WORK TO BE COMPLETED:
Below are the records; tally the lines in them that include the word "Deserialize" and reply with the number alone.

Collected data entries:
* * * * *

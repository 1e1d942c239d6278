//! Dynamic per-node cost state (§4.3). Pure data here; the sampling
//! cadence, significant-change detection, and the cost formula itself
//! live in the node crate's `cost` module, which owns the clock.

use serde::{Deserialize, Serialize};

/// Power posture of a node, independent of the dynamic [`CostFactors`]
/// that ride alongside it on gossip.
#[derive(Debug, Clone, Copy, PartialEq, Eq, Serialize, Deserialize)]
#[serde(rename_all = "snake_case")]
pub enum PowerMode {
    Normal,
    LowBattery,
    Critical,
}

/// A reading that the collector could not obtain a real signal for
/// (§4.3 "Platform-specific sampling"). Carried through instead of a
/// fabricated value; the cost formula treats `Unknown` as a neutral
/// multiplier of `1.0`.
#[derive(Debug, Clone, Copy, PartialEq, Serialize, Deserialize)]
#[serde(rename_all = "snake_case")]
pub enum Reading<T> {
    Known(T),
    Unknown,
}

impl<T: Copy> Reading<T> {
    pub fn or(self, default: T) -> T {
        match self {
            Reading::Known(v) => v,
            Reading::Unknown => default,
        }
    }

    pub fn is_known(&self) -> bool {
        matches!(self, Reading::Known(_))
    }
}

impl<T> Default for Reading<T> {
    fn default() -> Self {
        Reading::Unknown
    }
}

/// Dynamic per-node state sampled every <=10s and broadcast every <=30s
/// or on significant change (§3 CostFactors, §4.3).
#[derive(Debug, Clone, Serialize, Deserialize)]
pub struct CostFactors {
    pub on_battery: Reading<bool>,
    pub battery_percent: Reading<f32>,
    /// 0.0-1.0 normalized.
    pub cpu_load: Reading<f32>,
    pub gpu_load: Reading<f32>,
    pub memory_pressure: Reading<f32>,
    pub thermal_throttled: Reading<bool>,
    pub bandwidth_mbps: Reading<f32>,
    pub is_metered: Reading<bool>,
    pub queue_depth: Reading<u32>,
    /// Unix seconds (float), as carried on the wire elsewhere in the
    /// protocol (§6 Gossip wire format).
    pub timestamp: f64,
}

impl CostFactors {
    /// All factors unknown, stamped "now" by the caller. Used as the
    /// starting point for a fresh sample and as the harmless default
    /// when a peer's cost table entry has gone stale.
    pub fn unknown(timestamp: f64) -> Self {
        Self {
            on_battery: Reading::Unknown,
            battery_percent: Reading::Unknown,
            cpu_load: Reading::Unknown,
            gpu_load: Reading::Unknown,
            memory_pressure: Reading::Unknown,
            thermal_throttled: Reading::Unknown,
            bandwidth_mbps: Reading::Unknown,
            is_metered: Reading::Unknown,
            queue_depth: Reading::Unknown,
            timestamp,
        }
    }

    /// True iff every field the cost formula reads came from a real
    /// sample rather than a platform gap. Recorded as "low confidence"
    /// in outgoing `cost_update` announcements when false (§4.3).
    pub fn is_high_confidence(&self) -> bool {
        self.on_battery.is_known()
            && self.cpu_load.is_known()
            && self.memory_pressure.is_known()
            && self.thermal_throttled.is_known()
            && self.is_metered.is_known()
    }
}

* * * * *

ANSWER SECTION:
4